Configure Centralised S3 bucket replication from multiple S3 bucket sources

AWS does not offer an managed backup service for your files, so we needed to be creative

Posted by Cristian Pirtea on January 11, 2023 in Dev tagged with HowTo, Cloud, AWS, Devops

In Haufe we are using AWS Organizations service with hundreds of accounts and multiple OUs, therefore it was a challenge for us to offer a centralised backup solution for files.

AWS does not offer an out-of-box backup service for your files, so we needed to be creative.

Considering this requirement, we realised that S3 bucket replication can be a good candidate in order to achive our goal. Of course, having a one-to-one replicated bucket solution does not scale, therefore we were thinking to create ONLY one in the centralised replicated S3 bucket, which stores all the files from multiple S3 buckets sources.
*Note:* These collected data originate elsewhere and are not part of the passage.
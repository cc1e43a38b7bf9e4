use sqlx::sqlite::{SqliteConnectOptions, SqlitePoolOptions};
use sqlx::SqlitePool;
use std::path::Path;
use std::time::Duration;

/// Create a SQLite connection pool backed by the file at `path`
///
/// Connections are checked out per statement and returned when it completes.
pub async fn create_pool(path: &Path) -> Result<SqlitePool, sqlx::Error> {
    tracing::info!("Creating database connection pool...");

    let options = SqliteConnectOptions::new()
        .filename(path)
        .create_if_missing(true);

    let pool = SqlitePoolOptions::new()
        .max_connections(5)
        .acquire_timeout(Duration::from_secs(10))
        .idle_timeout(Duration::from_secs(600))
        .connect_with(options)
        .await?;

    tracing::info!("Database connection pool created successfully");

    Ok(pool)
}
use sqlx::SqlitePool;

/// Users table: one row per registered account, email unique
pub const CREATE_USERS_TABLE: &str = r#"
    CREATE TABLE IF NOT EXISTS users (
        id INTEGER PRIMARY KEY AUTOINCREMENT,
        username TEXT NOT NULL,
        email TEXT NOT NULL UNIQUE,
        password TEXT NOT NULL
    )
"#;

/// Create the schema if it is not already present. Safe to run on every startup.
pub async fn init_schema(pool: &SqlitePool) -> Result<(), sqlx::Error> {
    sqlx::query(CREATE_USERS_TABLE).execute(pool).await?;
    Ok(())
}
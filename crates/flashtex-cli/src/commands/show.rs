//! The `flashtex show` command.

use anyhow::Result;

use super::DeckArgs;

pub fn execute(args: &DeckArgs, id: String) -> Result<()> {
    let report = args.load()?;
    let card = report.deck.lookup(&id)?;

    println!("{} [{}]", card.id, card.section);
    println!("  source:   {}:{}", card.source.file.display(), card.source.line);
    println!("  question: {}", card.question);
    println!("  answer:   {}", card.answer);
    match card.review_state {
        Some(state) => {
            println!(
                "  reviewed: {} (interval {}d, ease {}, {} repetition(s))",
                state.last_review_date, state.interval_days, state.ease_factor, state.repetitions
            );
            println!("  next:     {}", state.next_review_date());
        }
        None => println!("  never reviewed"),
    }
    Ok(())
}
Amazon S3 replication enables automatic, asynchronous copying of objects across Amazon S3 buckets. Buckets that are configured for object replication can be owned by the same AWS account or by different accounts.

There was one last challenge: how do we organise the centralised S3 bucket, in order to have a well structured folder/prefix for each source S3 bucket. The solution came from the centralised S3 bucket permission policy, where we used the ${aws:PrincipalAccount} context key.

Prerequisites

In order to keep data encrypted at rest, you have to create at least 2 KMS keys, used by s3 to encrypt data :

  • one in centralised account
  • one in each source account

From AWS console -> KMS -> Customer-managed keys -> Create key. One important aspect is to create a valid kms policy, which allows AWS services to encrypt/decrypt data. Below you can see the kms policy for each type of key:

  • KMS for centralised bucket, contains a condition based on OrganizationID, which allows all AWS accounts in our AWS Organization to use it

  • KMS for each source AWS account

Create S3 Buckets

We have to create 2 buckets one in each source account and another one in the centralised one. From AWS console, go to S3 service and select Create bucket

  • Write the name of the source/centralised bucket
  • Enable Bucket version
  • Enable server side encryption and specify kms key created in the previous step

The next step is valid ONLY for centralised S3 bucket, in order to have a valid policy based on aws:PrincipalAccount and including Organization ID condition:

Replication is configured via rules.

You have to create a rule in each source S3 bucket to replicate objects to the centralised S3 bucket. The bellow step is done only in sources AWS accounts:

  1. Go to the Amazon S3 console
  2. Click on the name of the source S3 bucket
  3. Click on the Management tab
  4. Click Create replication rule
  5. Specify Replication rule name
  6. Leave Status set to enabled
  7. Choose a rule scope select, Limit the scope of this rule using one or more filters
    • Specify for prefix/folder the account id value, in order to be sync with centralised S3 bucked policy based on ${aws:PrincipalAccount}
      • eg. 123456789123 <- account id
  8. For Destination select Specify a bucket in another account
    • Specify the account id of the centralised S3 bucket
    • Specify the centralised S3 bucket name created in the prerequisites chapter
    • Check box Change object ownership to destination bucket owner
  9. For IAM Role leave Choose from existing IAM roles selected, and select Create a new role from the search results box
    • A new IAM role will be created, which has privileges to both S3 buckets and to KMS keys in both accounts
  10. For Encryption, choose Replicate objects encrypted with KMS keys and select Enter AWS KMS Key ARN
    • For source objects check box the KMS key name created in the prerequisite step in source account
    • For destination objects get the KMS key ARN from the centralised account and paste in the field
  11. For Destination Storage Class, you can specify a destination storage class for objects replicated in centralised S3 bucket.
  12. For Additional replication options, I recommend to check box only Replication Time Control, and do not select Delete marker replication, since Delete markers created by S3 delete operations will be replicated in centralised S3 bucket
  13. Click Save

Test replication

To test this rule you will upload an object into the source S3 bucket in  account id prefix  and observe that it is replicated into the centralised S3 bucket. For this step you will need a test file

As seen, the object uploaded to source S3 bucket in the account_id prefix is replicated in centralised S3 bucket to the same prefix(account_id). This is the way you can configure a centralised S3 bucket for multiple source S3 buckets, splitting the source buckets based on the account_id prefix.